Any suggestions are welcome.


----------



## Kayos and Havoc (Oct 17, 2002)

Have you looked at Celhaus? Celhaus German Shepherds Sheridan Wyoming

I spoke to her about a pup for myself years ago when I was living in Oregon. I opted to go with a breeder in Oregon. Other than speaking with her I have no personal experience with her. I also ran into several of her dogs competing in agility and obedience. It appears she now has mostly sables tho.

If you want to go as far as Idaho check out Theishof German Shepherd Puppies for sale in Boise, Idaho.  We can ship to any state! 
She is in Boise. Again, no personal experience but I have seen her dogs competing. 

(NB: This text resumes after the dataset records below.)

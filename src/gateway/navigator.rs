/// Host UI hook for session-invalidation redirects.
///
/// The gateway never touches routing itself. When a refresh fails it asks
/// the navigator where the user currently is, and requests a move to the
/// login view unless they are already there.
///
/// # Example
///
/// ```rust,ignore
/// struct AppRouter { history: Mutex<Vec<String>> }
///
/// impl Navigator for AppRouter {
///     fn current_path(&self) -> String {
///         self.history.lock().last().cloned().unwrap_or_else(|| "/".into())
///     }
///
///     fn navigate(&self, path: &str) {
///         self.history.lock().push(path.to_owned());
///     }
/// }
/// ```
pub trait Navigator: Send + Sync + 'static {
    /// Path of the view currently shown.
    fn current_path(&self) -> String;

    /// Move to `path`.
    fn navigate(&self, path: &str);
}

/// Target for the login redirect. Carries the current path as `from` so the
/// login view can send the user back after signing in.
pub(crate) fn login_target(login_path: &str, current: &str) -> String {
    if current.is_empty() || current == "/" {
        login_path.to_owned()
    } else {
        format!("{login_path}?from={}", urlencoding::encode(current))
    }
}

/// Whether `current` already shows the login view.
pub(crate) fn is_login_view(login_path: &str, current: &str) -> bool {
    current.contains(login_path)
}
use serde_json::Value as JsonValue;

/// Generic message shown when the backend gives no `detail`.
pub const GENERIC_FAILURE: &str = "Request failed";

/// Errors returned by the session store, gateway and auth context.
#[derive(Debug, thiserror::Error)]
#[non_exhaustive]
pub enum Error {
    /// A protected call returned 401 and there was no session to refresh.
    #[error("Not authenticated")]
    Unauthenticated { detail: Option<String> },

    /// The session expired and the refresh attempt failed. The session has
    /// been cleared by the time this is returned.
    #[error("Session expired")]
    SessionExpired { detail: Option<String> },

    /// Non-2xx response that is not handled by the refresh flow.
    #[error("{operation} failed with status {status}")]
    Api {
        operation: String,
        status: u16,
        detail: Option<String>,
    },

    #[error("HTTP error: {0}")]
    Http(#[from] reqwest::Error),

    #[error("JSON error: {0}")]
    Json(#[from] serde_json::Error),

    #[error("Storage error: {0}")]
    Storage(String),

    #[error("Configuration error: {0}")]
    Config(String),

    /// Input rejected locally before any request was sent.
    #[error("{0}")]
    Validation(String),
}

/// Coarse classification of an [`Error`], for views that branch on the
/// kind of failure rather than the exact variant.
#[derive(Debug, Clone, Copy, PartialEq, Eq)]
pub enum ErrorKind {
    /// No valid session; the call failed without attempting a refresh.
    Unauthenticated,
    /// A 401 on a call that carried a token and was not recovered.
    ExpiredSession,
    /// The refresh endpoint rejected the durable credential.
    RefreshFailure,
    /// Network errors and non-401 HTTP errors.
    Transport,
    /// Failures that never touched the network.
    Local,
}

impl Error {
    /// HTTP status associated with this error, if any.
    #[must_use]
    pub fn status(&self) -> Option<u16> {
        match self {
            Self::Unauthenticated { .. } | Self::SessionExpired { .. } => Some(401),
            Self::Api { status, .. } => Some(*status),
            Self::Http(e) => e.status().map(|s| s.as_u16()),
            _ => None,
        }
    }

    /// Backend-provided `detail` message, if the response carried one.
    #[must_use]
    pub fn detail(&self) -> Option<&str> {
        match self {
            Self::Unauthenticated { detail }
            | Self::SessionExpired { detail }
            | Self::Api { detail, .. } => detail.as_deref(),
            _ => None,
        }
    }

    #[must_use]
    pub fn kind(&self) -> ErrorKind {
        match self {
            Self::Unauthenticated { .. } => ErrorKind::Unauthenticated,
            Self::SessionExpired { .. } => ErrorKind::RefreshFailure,
            Self::Api { status: 401, .. } => ErrorKind::ExpiredSession,
            Self::Api { .. } | Self::Http(_) => ErrorKind::Transport,
            Self::Json(_) | Self::Storage(_) | Self::Config(_) | Self::Validation(_) => {
                ErrorKind::Local
            }
        }
    }

    /// Message suitable for display in a form.
    ///
    /// Uses the backend `detail` when present, the validation message for
    /// local validation failures, and [`GENERIC_FAILURE`] otherwise.
    #[must_use]
    pub fn user_message(&self) -> String {
        match self {
            Self::Validation(msg) => msg.clone(),
            other => other
                .detail()
                .map_or_else(|| GENERIC_FAILURE.to_owned(), str::to_owned),
        }
    }
}

/// Extracts the `detail` field from a FastAPI-style error body.
///
/// String details are returned verbatim; validation error lists are joined
/// from their `msg` fields.
pub(crate) fn parse_detail(body: &str) -> Option<String> {
    let json: JsonValue = serde_json::from_str(body).ok()?;
    match json.get("detail")? {
        JsonValue::String(s) => Some(s.clone()),
        JsonValue::Array(items) => {
            let msgs: Vec<&str> = items
                .iter()
                .filter_map(|item| item.get("msg").and_then(JsonValue::as_str))
                .collect();
            if msgs.is_empty() {
                None
            } else {
                Some(msgs.join("; "))
            }
        }
        _ => None,
    }
}
async fn register(
    State(b): State<Shared>,
    headers: HeaderMap,
    Json(body): Json<RegisterBody>,
) -> Response {
    b.record("/auth/register", &headers);
    if body.role != "buyer" && body.role != "supplier" {
        return detail(StatusCode::BAD_REQUEST, "Invalid role");
    }
    let mut accounts = b.accounts.lock();
    if accounts.contains_key(&body.email) {
        return detail(StatusCode::BAD_REQUEST, "Email already registered");
    }
    let id = b.next_user_id.fetch_add(1, Ordering::SeqCst);
    accounts.insert(
        body.email.clone(),
        Account {
            id,
            password: body.password,
            role: body.role.clone(),
        },
    );
    (
        StatusCode::CREATED,
        Json(json!({ "id": id, "email": body.email, "role": body.role })),
    )
        .into_response()
}

async fn refresh(State(b): State<Shared>, jar: CookieJar, headers: HeaderMap) -> Response {
    b.record("/auth/refresh", &headers);
    let delay = b.refresh_delay_ms.load(Ordering::SeqCst);
    if delay > 0 {
        tokio::time::sleep(Duration::from_millis(delay)).await;
    }
    if !b.refresh_ok.load(Ordering::SeqCst) {
        return detail(StatusCode::UNAUTHORIZED, "Invalid refresh token");
    }
    let email = match jar.get(REFRESH_COOKIE) {
        Some(cookie) => cookie.value().trim_start_matches("rt:").to_owned(),
        None if b.refresh_requires_cookie.load(Ordering::SeqCst) => {
            return detail(StatusCode::UNAUTHORIZED, "Refresh token required");
        }
        None => BUYER_EMAIL.to_owned(),
    };
    let token = b.issue_token(&email);
    Json(json!({ "access_token": token, "token_type": "bearer" })).into_response()
}

async fn logout(State(b): State<Shared>, jar: CookieJar, headers: HeaderMap) -> Response {
    b.record("/auth/logout", &headers);
    if b.logout_fails.load(Ordering::SeqCst) {
        return detail(StatusCode::INTERNAL_SERVER_ERROR, "Logout unavailable");
    }
    (jar.remove(Cookie::from(REFRESH_COOKIE)), StatusCode::NO_CONTENT).into_response()
}

async fn me(State(b): State<Shared>, headers: HeaderMap) -> Response {
    b.record("/auth/me", &headers);
    match b.authorized_email(&headers).and_then(|e| b.user_json(&e)) {
        Some(user) => Json(user).into_response(),
        None => unauthorized(),
    }
}

async fn list_rfps(
    State(b): State<Shared>,
    headers: HeaderMap,
    Query(query): Query<HashMap<String, String>>,
) -> Response {
    b.record("/rfps", &headers);
    *b.last_query.lock() = query;
    if b.rfps_always_unauthorized.load(Ordering::SeqCst) || b.authorized_email(&headers).is_none()
    {
        return unauthorized();
    }
    Json(json!({
        "items": [rfp_json(1, "DRAFT")],
        "total": 1,
        "page": 1,
        "total_pages": 1
    }))
    .into_response()
}

async fn get_rfp(State(b): State<Shared>, headers: HeaderMap, Path(id): Path<i64>) -> Response {
    b.record("/rfps/{id}", &headers);
    if b.authorized_email(&headers).is_none() {
        return unauthorized();
    }
    if id == 404 {
        return detail(StatusCode::NOT_FOUND, "RFP not found");
    }
    Json(rfp_json(id, "DRAFT")).into_response()
}

async fn change_status(
    State(b): State<Shared>,
    headers: HeaderMap,
    Path(id): Path<i64>,
    Query(query): Query<HashMap<String, String>>,
) -> Response {
    b.record("/rfps/{id}/status", &headers);
    if b.authorized_email(&headers).is_none() {
        return unauthorized();
    }
    let status = query.get("new_status").cloned().unwrap_or_default();
    *b.last_query.lock() = query;
    if status == "APPROVED" {
        return detail(StatusCode::BAD_REQUEST, "Invalid status transition");
    }
    Json(rfp_json(id, &status)).into_response()
}

async fn search(
    State(b): State<Shared>,
    headers: HeaderMap,
    Query(query): Query<HashMap<String, String>>,
) -> Response {
    b.record("/rfps/search", &headers);
    *b.last_query.lock() = query;
    Json(json!({
        "items": [{
            "id": 9, "title": "Fleet maintenance", "description": null,
            "status": "PUBLISHED", "owner_id": 1
        }]
    }))
    .into_response()
}

async fn supplier_responses(State(b): State<Shared>, headers: HeaderMap) -> Response {
    b.record("/rfps/supplier/responses", &headers);
    if b.authorized_email(&headers).is_none() {
        return unauthorized();
    }
    Json(json!({
        "responses": [{
            "id": 5, "rfp_id": 1, "rfp_title": "Test RFP", "rfp_status": "RESPONSE_SUBMITTED",
            "owner_email": BUYER_EMAIL, "content": "Our offer",
            "submitted_at": "2025-09-18T10:30:00", "rfp_created_at": "2025-09-01T08:00:00"
        }]
    }))
    .into_response()
}

async fn document_versions(
    State(b): State<Shared>,
    headers: HeaderMap,
    Path(id): Path<i64>,
) -> Response {
    b.record("/documents/{id}/versions", &headers);
    if b.authorized_email(&headers).is_none() {
        return unauthorized();
    }
    Json(json!({
        "items": [
            { "id": id * 10 + 2, "version_number": 2, "s3_key": "v2.pdf", "notes": "fixed typo" },
            { "id": id * 10 + 1, "version_number": 1, "s3_key": "v1.pdf", "notes": null }
        ]
    }))
    .into_response()
}

#[derive(Deserialize)]
struct PresignBody {
    filename: String,
}

#[derive(Deserialize)]
struct CompleteBody {
    filename: String,
}

async fn presign(
    State(b): State<Shared>,
    headers: HeaderMap,
    Json(body): Json<PresignBody>,
) -> Response {
    b.record("/uploads/presign", &headers);
    if b.authorized_email(&headers).is_none() {
        return unauthorized();
    }
    let base = b.base_url.lock().clone();
    Json(json!({
        "presigned_url": format!("{base}/storage/{}", body.filename),
        "filename": body.filename
    }))
    .into_response()
}

/// Stands in for the object store behind a presigned URL.
async fn storage_put(
    State(b): State<Shared>,
    headers: HeaderMap,
    Path(key): Path<String>,
    body: Bytes,
) -> Response {
    b.record("/storage/{key}", &headers);
    let content_type = headers
        .get(CONTENT_TYPE)
        .and_then(|v| v.to_str().ok())
        .map(str::to_owned);
    b.uploads.lock().insert(key, (content_type, body.to_vec()));
    StatusCode::OK.into_response()
}

async fn complete(
    State(b): State<Shared>,
    headers: HeaderMap,
    Json(body): Json<CompleteBody>,
) -> Response {
    b.record("/uploads/complete", &headers);
    if b.authorized_email(&headers).is_none() {
        return unauthorized();
    }
    if !b.uploads.lock().contains_key(&body.filename) {
        return detail(StatusCode::BAD_REQUEST, "File not uploaded");
    }
    Json(json!({ "document_id": 11, "version_id": 21, "version_number": 1 })).into_response()
}

/// Document 1 lives in S3 and previews as a link; others are served inline.
async fn preview(
    State(b): State<Shared>,
    headers: HeaderMap,
    Path((id, version)): Path<(i64, u32)>,
) -> Response {
    b.record("/documents/{id}/versions/{n}/preview", &headers);
    if b.authorized_email(&headers).is_none() {
        return unauthorized();
    }
    if id == 1 {
        return Json(json!({
            "url": format!("https://s3.example.com/doc-{id}-v{version}.pdf"),
            "key": format!("doc-{id}-v{version}.pdf")
        }))
        .into_response();
    }
    ([(CONTENT_TYPE, "application/pdf")], b"%PDF-1.4".to_vec()).into_response()
}

async fn boom(State(b): State<Shared>, headers: HeaderMap) -> Response {
    b.record("/boom", &headers);
    detail(StatusCode::INTERNAL_SERVER_ERROR, "Something broke")
}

Another in Idaho that I do know. Guardyan Kennels - Home

And finally - Vom Haus Vianden I know several of her dogs nad have competed against her myself.

Those may be too far for you it is a start anyway.


----------



## WY_GSD (May 7, 2014)

Kayos and Havoc said:


> Have you looked at Celhaus? Celhaus German Shepherds Sheridan Wyoming
> 
> I spoke to her about a pup for myself years ago when I was living in Oregon. I opted to go with a breeder in Oregon. Other than speaking with her I have no personal experience with her. I also ran into several of her dogs competing in agility and obedience. It appears she now has mostly sables tho.
> 
> ...


I will try the links.

Thank you!


----------



## WY_GSD (May 7, 2014)

WY_GSD said:


> I am looking for a black and red male for championship..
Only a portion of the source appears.